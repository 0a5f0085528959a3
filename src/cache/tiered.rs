//! Primary + backup lookup cache.
//!
//! Every value is written twice: a short-lived primary copy and a long-lived
//! [`BackupRecord`]. Reads prefer the primary; a backup hit re-seeds the
//! primary so the next read is a primary hit again. What a "value" is and
//! which keys it touches is described by a [`Projection`].

use std::{sync::Arc, time::Duration};

use metrics::counter;
use tracing::{debug, warn};

use super::{
    clock::Clock,
    codec::{self, BackupRecord, Versioned},
    config::backup_ttl_is_sufficient,
    keys::CacheKey,
    kv::{KvExt, KvStore, Pipeline, report_kv_error},
};

pub(crate) const METRIC_CACHE_HIT_TOTAL: &str = "feedtally_cache_hit_total";
pub(crate) const METRIC_CACHE_MISS_TOTAL: &str = "feedtally_cache_miss_total";

/// Key layout and secondary-index behaviour of one tiered cache.
pub trait Projection: Send + Sync {
    type Id: Send + Sync;
    type Value: Versioned + Clone + Send + Sync;

    /// Label used in logs and metrics.
    const NAME: &'static str;

    fn primary_key(&self, id: &Self::Id) -> CacheKey;

    fn backup_key(&self, id: &Self::Id) -> CacheKey;

    /// Derived writes queued in the same atomic pipeline as `set`.
    fn index_updates(&self, _id: &Self::Id, _value: &Self::Value, _pipeline: &mut Pipeline) {}

    /// Extra keys and index entries dropped together with `id`.
    fn invalidation_fanout(&self, _id: &Self::Id, _pipeline: &mut Pipeline) {}
}

/// Which copy answered a read.
#[derive(Debug, Clone, Copy, PartialEq, Eq)]
pub enum Tier {
    Primary,
    Backup,
}

impl Tier {
    fn as_str(self) -> &'static str {
        match self {
            Tier::Primary => "primary",
            Tier::Backup => "backup",
        }
    }
}

pub struct TieredCache<P: Projection> {
    kv: Arc<dyn KvStore>,
    clock: Arc<dyn Clock>,
    projection: P,
    primary_ttl: Duration,
    backup_ttl: Duration,
}

impl<P: Projection> TieredCache<P> {
    pub fn new(
        kv: Arc<dyn KvStore>,
        clock: Arc<dyn Clock>,
        projection: P,
        primary_ttl: Duration,
        backup_ttl: Duration,
    ) -> Self {
        if !backup_ttl_is_sufficient(primary_ttl, backup_ttl) {
            warn!(
                cache = P::NAME,
                primary_ttl_secs = primary_ttl.as_secs(),
                backup_ttl_secs = backup_ttl.as_secs(),
                "backup ttl is shorter than four primary ttls"
            );
        }
        Self {
            kv,
            clock,
            projection,
            primary_ttl,
            backup_ttl,
        }
    }

    pub fn projection(&self) -> &P {
        &self.projection
    }

    pub fn kv(&self) -> &Arc<dyn KvStore> {
        &self.kv
    }

    /// Cached value for `id`, falling back to the backup copy.
    pub async fn get(&self, id: &P::Id) -> Option<P::Value> {
        self.get_with_tier(id).await.map(|(value, _)| value)
    }

    /// Like [`TieredCache::get`], also reporting which copy answered.
    pub async fn get_with_tier(&self, id: &P::Id) -> Option<(P::Value, Tier)> {
        let primary_key = self.projection.primary_key(id);
        let primary = match self.kv.get(primary_key.as_str()).await {
            Ok(bytes) => bytes,
            Err(err) => {
                report_kv_error("tiered.get_primary", primary_key.as_str(), &err);
                return None;
            }
        };

        if let Some(bytes) = primary {
            match codec::decode::<P::Value>(&bytes) {
                Ok(value) => {
                    record_hit(P::NAME, Tier::Primary);
                    return Some((value, Tier::Primary));
                }
                Err(err) => {
                    warn!(
                        cache = P::NAME,
                        key = primary_key.as_str(),
                        error = %err,
                        "discarding undecodable primary entry"
                    );
                }
            }
        }

        let backup_key = self.projection.backup_key(id);
        let backup = match self.kv.get(backup_key.as_str()).await {
            Ok(bytes) => bytes,
            Err(err) => {
                report_kv_error("tiered.get_backup", backup_key.as_str(), &err);
                return None;
            }
        };

        let Some(bytes) = backup else {
            counter!(METRIC_CACHE_MISS_TOTAL, "cache" => P::NAME).increment(1);
            return None;
        };

        let record = match codec::decode::<BackupRecord<P::Value>>(&bytes) {
            Ok(record) => record,
            Err(err) => {
                warn!(
                    cache = P::NAME,
                    key = backup_key.as_str(),
                    error = %err,
                    "discarding undecodable backup entry"
                );
                counter!(METRIC_CACHE_MISS_TOTAL, "cache" => P::NAME).increment(1);
                return None;
            }
        };

        record_hit(P::NAME, Tier::Backup);
        self.repopulate_primary(&primary_key, &record.data).await;
        Some((record.data, Tier::Backup))
    }

    /// Write primary, backup and derived index entries as one unit.
    pub async fn set(&self, id: &P::Id, value: &P::Value) {
        let primary_key = self.projection.primary_key(id);
        let backup = BackupRecord {
            data: value.clone(),
            timestamp: self.clock.now(),
        };

        let (primary_bytes, backup_bytes) = match (codec::encode(value), codec::encode(&backup)) {
            (Ok(primary), Ok(backup)) => (primary, backup),
            (Err(err), _) | (_, Err(err)) => {
                warn!(
                    cache = P::NAME,
                    key = primary_key.as_str(),
                    error = %err,
                    "failed to encode cache entry"
                );
                return;
            }
        };

        let mut pipeline = Pipeline::atomic();
        pipeline.set_with_ttl(&primary_key, primary_bytes, self.primary_ttl);
        pipeline.set_with_ttl(self.projection.backup_key(id), backup_bytes, self.backup_ttl);
        self.projection.index_updates(id, value, &mut pipeline);

        if let Err(err) = self.kv.execute(pipeline).await {
            report_kv_error("tiered.set", primary_key.as_str(), &err);
        }
    }

    /// Drop both copies of `id` and everything its projection fans out to.
    pub async fn invalidate(&self, id: &P::Id) {
        let primary_key = self.projection.primary_key(id);
        let mut pipeline = Pipeline::atomic();
        pipeline.del([&primary_key, &self.projection.backup_key(id)]);
        self.projection.invalidation_fanout(id, &mut pipeline);

        match self.kv.execute(pipeline).await {
            Ok(_) => debug!(
                cache = P::NAME,
                key = primary_key.as_str(),
                "invalidated tiered entry"
            ),
            Err(err) => report_kv_error("tiered.invalidate", primary_key.as_str(), &err),
        }
    }

    async fn repopulate_primary(&self, primary_key: &CacheKey, value: &P::Value) {
        let bytes = match codec::encode(value) {
            Ok(bytes) => bytes,
            Err(err) => {
                warn!(cache = P::NAME, error = %err, "failed to encode primary entry");
                return;
            }
        };
        if let Err(err) = self
            .kv
            .set_with_ttl(primary_key.as_str(), bytes, self.primary_ttl)
            .await
        {
            report_kv_error("tiered.repopulate", primary_key.as_str(), &err);
        }
    }
}

fn record_hit(cache: &'static str, tier: Tier) {
    counter!(METRIC_CACHE_HIT_TOTAL, "cache" => cache, "tier" => tier.as_str()).increment(1);
}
________________
* **WORK INSTRUCTION**
Which lines of the records above contain the word "BackupRecord"? Copy each of them.

* **SOLUTION TO THE EXERCISE**
//! [`BackupRecord`]. Reads prefer the primary; a backup hit re-seeds the
    codec::{self, BackupRecord, Versioned},
        let record = match codec::decode::<BackupRecord<P::Value>>(&bytes) {
        let backup = BackupRecord {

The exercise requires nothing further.